This version works, and it follows the definition of Luong Attention (general), closely. The main difference from that in the question is the separation of embedding_size and hidden_size, which appears to be important for training after experimentation. Previously, I made both of them the same size (256), which creates trouble for learning, and it seems that the network could only learn half the sequence.

class EncoderRNN(nn.Module):
    def __init__(self, input_size, embedding_size, hidden_size,
                 num_layers=1, bidirectional=False, batch_size=1):
        super(EncoderRNN, self).__init__()
        self.hidden_size = hidden_size
        self.num_layers = num_layers
        self.bidirectional = bidirectional
        self.batch_size = batch_size

        self.embedding = nn.Embedding(input_size, embedding_size)

        self.gru = nn.GRU(embedding_size, hidden_size, num_layers,
                          bidirectional=bidirectional)

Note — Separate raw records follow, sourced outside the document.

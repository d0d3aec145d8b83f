//! Epoch-millisecond clock helpers.
//!
//! All persisted timestamps in chime are epoch milliseconds; keeping the
//! conversion in one place avoids unit drift between crates.

use std::time::{SystemTime, UNIX_EPOCH};

/// Current UTC time as milliseconds since the Unix epoch.
pub fn now_ms() -> i64 {
    SystemTime::now()
        .duration_since(UNIX_EPOCH)
        .map(|d| d.as_millis() as i64)
        .unwrap_or(0)
}
use thiserror::Error;

#[derive(Debug, Error)]
pub enum ChimeError {
    #[error("Configuration error: {0}")]
    Config(String),
}

pub type Result<T> = std::result::Result<T, ChimeError>;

    def forward(self, input, hidden):
        embedded = self.embedding(input).view(1, 1, -1)
        output, hidden = self.gru(embedded, hidden)
        return output, hidden

    def initHidden(self):
        directions = 2 if self.bidirectional else 1
        return torch.zeros(
            self.num_layers * directions,
            self.batch_size,
            self.hidden_size,
            device=DEVICE
        )


class AttnDecoderRNN(nn.Module):
    def __init__(self, embedding_size, hidden_size, output_size, dropout_p=0):
        super(AttnDecoderRNN, self).__init__()
        self.embedding_size = embedding_size
        self.hidden_size = hidden_size
        self.output_size = output_size
        self.dropout_p = dropout_p

        self.embedding = nn.Embedding(
            num_embeddings=output_size,
            embedding_dim=embedding_size
        )
        self.dropout = nn.Dropout(self.dropout_p)
        self.gru = nn.GRU(embedding_size, hidden_size)
        self.attn = nn.Linear(hidden_size, hidden_size)
        # hc: [hidden, context]
        self.Whc = nn.Linear(hidden_size * 2, hidden_size)
        # s: softmax
        self.Ws = nn.Linear(hidden_size, output_size)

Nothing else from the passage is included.